From renewable hydrogen to climate adaptation: Seven green innovation trends to watch in 2024

Which fields of green innovation will be the key drivers of positive change in 2024 and beyond, as the world approaches key international and corporate sustainable development targets set for 2030? Find out in this exclusive feature from edie and our innovation partner Springwise.


From renewable hydrogen to climate adaptation: Seven green innovation trends to watch in 2024

What’s on the horizon for green innovation in the year ahead and beyond? The enormity of the challenges the world faces – from decarbonisation to nature restoration, soil regeneration, and adaptation to extreme weather – make this question pressing and sometimes overwhelming.

This is particularly true for anyone entrusted with developing a sustainability strategy or dealing with mandatory ESG disclosures and new or updated regulations.

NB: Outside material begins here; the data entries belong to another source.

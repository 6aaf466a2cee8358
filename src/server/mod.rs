//! TCP broadcast server.
//!
//! [Server::run] binds the listener, then spawns two threads: `rtcm-server`
//! drives a single threaded event loop (acceptor, sessions and the room),
//! `rtcm-bridge` drains the producer FIFO into the room. Producers publish
//! through a [Publisher], from any thread, and never block.
use log::{debug, error, info};

use std::{
    io,
    net::{IpAddr, Ipv4Addr, SocketAddr, TcpListener as StdTcpListener},
    sync::{
        Arc,
        atomic::{AtomicU64, AtomicUsize, Ordering},
    },
    thread::JoinHandle,
};

use thiserror::Error;

use tokio::{
    net::TcpListener,
    sync::{
        mpsc::{UnboundedSender, unbounded_channel},
        watch,
    },
};

mod bridge;
mod room;
mod session;

pub mod packet;

use room::{Event, Room};
use session::Session;

#[derive(Debug, Error)]
pub enum Error {
    #[error("i/o error: {0}")]
    Io(#[from] io::Error),
    #[error("failed to bind {addr}: {source}")]
    Bind { addr: SocketAddr, source: io::Error },
    #[error("server is already running")]
    AlreadyRunning,
    #[error("server is not running")]
    NotRunning,
    #[error("invalid packet header")]
    Header,
    #[error("runtime error: {0}")]
    Runtime(io::Error),
}

/// Server [Settings]
#[derive(Debug, Clone, Copy, PartialEq, Eq)]
pub struct Settings {
    /// Listening address
    pub address: IpAddr,
    /// Listening port. 0 picks an ephemeral port.
    pub port: u16,
    /// Serve bare RTCM frames, without the packet header
    pub raw: bool,
}

impl Default for Settings {
    fn default() -> Self {
        Self {
            address: IpAddr::V4(Ipv4Addr::UNSPECIFIED),
            port: 2101,
            raw: false,
        }
    }
}

impl Settings {
    pub fn socket_addr(&self) -> SocketAddr {
        SocketAddr::new(self.address, self.port)
    }
}

/// Producer FIFO content
#[derive(Debug, Clone, PartialEq, Eq)]
pub enum Message {
    /// One RTCM frame to broadcast
    Frame(Vec<u8>),
    /// End of stream
    Shutdown,
}

/// Producer handle. Cheap to clone and usable from any thread.
#[derive(Debug, Clone)]
pub struct Publisher {
    tx: UnboundedSender<Message>,
}

impl Publisher {
    /// Queues one frame for broadcast
    pub fn publish(&self, frame: impl Into<Vec<u8>>) -> Result<(), Error> {
        self.tx
            .send(Message::Frame(frame.into()))
            .map_err(|_| Error::NotRunning)
    }

    /// Terminates the bridge once every queued frame has been relayed
    pub fn close(&self) {
        let _ = self.tx.send(Message::Shutdown);
    }
}

/// Counters shared with the event loop
#[derive(Debug, Default)]
pub(crate) struct Stats {
    pub sessions: AtomicUsize,
    pub delivered: AtomicU64,
}

struct Running {
    local_addr: SocketAddr,
    publisher: Publisher,
    shutdown: watch::Sender<bool>,
    event_loop: JoinHandle<()>,
    bridge: JoinHandle<usize>,
}

/// TCP broadcast [Server]
pub struct Server {
    settings: Settings,
    stats: Arc<Stats>,
    running: Option<Running>,
}

impl Server {
    pub fn new(settings: Settings) -> Self {
        Self {
            settings,
            stats: Default::default(),
            running: None,
        }
    }

    /// Binds the listener and starts serving in the background.
    /// Bind failures are reported here.
    pub fn run(&mut self) -> Result<(), Error> {
        if self.running.is_some() {
            return Err(Error::AlreadyRunning);
        }

        let addr = self.settings.socket_addr();

        let listener =
            StdTcpListener::bind(addr).map_err(|source| Error::Bind { addr, source })?;

        listener.set_nonblocking(true)?;
        let local_addr = listener.local_addr()?;

        let runtime = tokio::runtime::Builder::new_current_thread()
            .enable_all()
            .build()
            .map_err(Error::Runtime)?;

        let (room_tx, room_rx) = unbounded_channel();
        let (fifo_tx, fifo_rx) = unbounded_channel();
        let (shutdown_tx, shutdown_rx) = watch::channel(false);

        let room = Room::new(self.stats.clone());
        let raw = self.settings.raw;
        let loop_room_tx = room_tx.clone();

        let event_loop = std::thread::Builder::new()
            .name("rtcm-server".to_string())
            .spawn(move || {
                runtime.block_on(async move {
                    tokio::spawn(room.run(room_rx));
                    serve(listener, loop_room_tx, raw, shutdown_rx).await;
                });
            })
            .map_err(Error::Runtime)?;

        let bridge = std::thread::Builder::new()
            .name("rtcm-bridge".to_string())
            .spawn(move || bridge::run(fifo_rx, room_tx))
            .map_err(Error::Runtime)?;

        info!("serving on {}", local_addr);

        self.running = Some(Running {
            local_addr,
            shutdown: shutdown_tx,
            event_loop,
            bridge,
            publisher: Publisher { tx: fifo_tx },
        });

        Ok(())
    }

    /// Closes the acceptor and every live session.
    /// Pending writes are discarded.
    pub fn stop(&mut self) -> Result<(), Error> {
        let running = self.running.take().ok_or(Error::NotRunning)?;

        running.publisher.close();
        let _ = running.shutdown.send(true);

        if running.event_loop.join().is_err() {
            error!("event loop panicked");
        }

        match running.bridge.join() {
            Ok(relayed) => debug!("bridge relayed {} packets", relayed),
            Err(_) => error!("bridge panicked"),
        }

        self.stats.sessions.store(0, Ordering::Relaxed);
        info!("server stopped");
        Ok(())
    }

    pub fn is_running(&self) -> bool {
        self.running.is_some()
    }

    /// Queues one RTCM frame for broadcast
    pub fn send(&self, frame: impl Into<Vec<u8>>) -> Result<(), Error> {
        self.publisher()?.publish(frame)
    }

    /// Returns a new [Publisher] to feed this [Server] from another thread
    pub fn publisher(&self) -> Result<Publisher, Error> {
        self.running
            .as_ref()
            .map(|running| running.publisher.clone())
            .ok_or(Error::NotRunning)
    }

    /// Bound address, once running
    pub fn local_addr(&self) -> Option<SocketAddr> {
        self.running.as_ref().map(|running| running.local_addr)
    }

    /// Number of live sessions
    pub fn sessions(&self) -> usize {
        self.stats.sessions.load(Ordering::Relaxed)
    }

    /// Number of packets delivered to the room so far
    pub fn delivered(&self) -> u64 {
        self.stats.delivered.load(Ordering::Relaxed)
    }
}

impl Drop for Server {
    fn drop(&mut self) {
        if self.is_running() {
            let _ = self.stop();
        }
    }
}

/// Acceptor loop
async fn serve(
    listener: StdTcpListener,
    room: UnboundedSender<Event>,
    raw: bool,
    mut shutdown: watch::Receiver<bool>,
) {
    let listener = match TcpListener::from_std(listener) {
        Ok(listener) => listener,
        Err(e) => {
            error!("failed to register listener: {}", e);
            return;
        },
    };

    let mut next_id = 0u64;

    loop {
        tokio::select! {
            _ = shutdown.changed() => {
                debug!("acceptor: shutdown");
                break;
            },
            accepted = listener.accept() => match accepted {
                Ok((stream, peer)) => {
                    info!("{} connected", peer);
                    if let Err(e) = stream.set_nodelay(true) {
                        debug!("{}: {}", peer, e);
                    }

                    next_id += 1;
                    let session = Session::new(next_id, &peer.to_string(), stream, room.clone(), raw);
                    tokio::spawn(session.run());
                },
                Err(e) => {
                    error!("accept error: {}", e);
                },
            },
        }
    }
}

#[cfg(test)]
mod test {
    use super::*;
    use std::{
        io::{Read, Write},
        net::TcpStream,
        time::{Duration, Instant},
    };

    fn local_settings(raw: bool) -> Settings {
        Settings {
            address: IpAddr::V4(Ipv4Addr::LOCALHOST),
            port: 0,
            raw,
        }
    }

    fn wait_for<F: Fn() -> bool>(condition: F) {
        let deadline = Instant::now() + Duration::from_secs(5);
        while !condition() {
            assert!(Instant::now() < deadline, "timed out");
            std::thread::sleep(Duration::from_millis(10));
        }
    }

    fn connect(server: &Server) -> TcpStream {
        let stream = TcpStream::connect(server.local_addr().unwrap()).unwrap();
        stream
            .set_read_timeout(Some(Duration::from_secs(5)))
            .unwrap();
        stream
    }

    fn read_packet(stream: &mut TcpStream) -> Vec<u8> {
        let mut header = [0; packet::HEADER_LEN];
        stream.read_exact(&mut header).unwrap();
        let len = packet::Packet::decode_header(&header).unwrap();
        let mut body = vec![0; len];
        stream.read_exact(&mut body).unwrap();
        body
    }

    #[test]
    fn lifecycle() {
        let mut server = Server::new(local_settings(false));
        assert!(!server.is_running());
        assert!(matches!(server.send(vec![1]), Err(Error::NotRunning)));
        assert!(matches!(server.stop(), Err(Error::NotRunning)));

        server.run().unwrap();
        assert!(server.is_running());
        assert!(matches!(server.run(), Err(Error::AlreadyRunning)));

        let addr = server.local_addr().unwrap();
        let mut other = Server::new(Settings {
            address: addr.ip(),
            port: addr.port(),
            raw: false,
        });
        assert!(matches!(other.run(), Err(Error::Bind { .. })));

        server.stop().unwrap();
        assert!(!server.is_running());
        assert!(server.local_addr().is_none());
    }

    #[test]
    fn broadcast_and_replay() {
        let mut server = Server::new(local_settings(false));
        server.run().unwrap();

        let mut first = connect(&server);
        wait_for(|| server.sessions() == 1);

        let publisher = server.publisher().unwrap();
        std::thread::spawn(move || {
            publisher.publish(vec![0xD3, 0x00, 0x01]).unwrap();
        })
        .join()
        .unwrap();

        server.send(vec![0xD3, 0x00, 0x02]).unwrap();

        assert_eq!(read_packet(&mut first), vec![0xD3, 0x00, 0x01]);
        assert_eq!(read_packet(&mut first), vec![0xD3, 0x00, 0x02]);
        wait_for(|| server.delivered() == 2);

        // late joiner gets the latest frame first
        let mut second = connect(&server);
        wait_for(|| server.sessions() == 2);
        assert_eq!(read_packet(&mut second), vec![0xD3, 0x00, 0x02]);

        server.send(vec![0xD3, 0x00, 0x03]).unwrap();
        assert_eq!(read_packet(&mut first), vec![0xD3, 0x00, 0x03]);
        assert_eq!(read_packet(&mut second), vec![0xD3, 0x00, 0x03]);

        // clients may publish too
        second.write_all(b"hi caster\nGS0002\xD3\x04").unwrap();
        assert_eq!(read_packet(&mut first), vec![0xD3, 0x04]);

        // desync drops the offending client only
        second.write_all(b"GS0000").unwrap();
        wait_for(|| server.sessions() == 1);

        server.stop().unwrap();
        let mut buf = [0; 1];
        assert!(matches!(first.read(&mut buf), Ok(0) | Err(_)));
    }

    #[test]
    fn raw_mode() {
        let mut server = Server::new(local_settings(true));
        server.run().unwrap();

        let mut client = connect(&server);
        wait_for(|| server.sessions() == 1);

        server.send(vec![0xD3, 0x00, 0x00, 0x47, 0xEA, 0x4B]).unwrap();

        let mut buf = [0; 6];
        client.read_exact(&mut buf).unwrap();
        assert_eq!(buf, [0xD3, 0x00, 0x00, 0x47, 0xEA, 0x4B]);
    }
}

A new report from our innovation partner Springwise, Horizon 2030, identifies seven key drivers of positive change for the coming 12 months, and beyond to 2030. Momentum is being fuelled by innovation that has the potential to help organisations meet their emissions targets or execute on their sustainability strategies.

Read our summary of the green innovation themes to watch this year below. The full report is available via the Springwise site; click here.

1) Adapting to extreme weather

skycool

Image: SkyCool

In 2023, the world experienced the hottest year on record, and, as climate change ramps up, weather extremes will become the new normal. According to C40, a global network of nearly 100 city mayors, nearly one-third of the world’s population is exposed to life-threatening heat extremes for 20 days of the year or more.

Additionally, flooding has wrought devastation over the past 12 months, with floods in Libya alone killing nearly 11,000 people.

Adapting to the new weather reality will be a key driver of innovation and many of the solutions will be inspired by the Global South. Complexity is added by the need to ensure that efforts to adapt to the effects of climate change don’t add to its causes. Nowhere is this more true than in the case of cooling. Refrigerants and the energy consumption of cooling systems account for around 7% of global greenhouse gas emissions, so simply increasing cooling technologies that exist today is not a meaningful solution.

Solutions like urban greening and the scale-up of ‘traditional’ building techniques for passive cooling are vital, but more hi-tech innovation can also play a role. For example, US-based SkyCool Systems is leveraging a scientific phenomenon called radiative sky cooling to reduce the emissions intensity of air conditioning and refrigeration systems. All objects give off heat in the form of infrared radiation, and this heat is then trapped by the atmosphere. However, radiation given off in wavelengths of between eight and 13 micrometres can escape into space. SkyCool has developed a proprietary material that converts the infrared light leaving a surface into this wavelength range, allowing the heat to escape to the cold sky.

The technology can be applied in panels that are covered in a film that both reflects sunlight and emits infrared radiation. These mechanisms keep the panels, and any cooling fluid running through them, cooler than the surrounding environment with no electrical input, significantly improving the efficiency of cooling systems. The film can be applied separately from the panels to batteries, outdoor shade structures, metal roofs, and refrigerated vehicles.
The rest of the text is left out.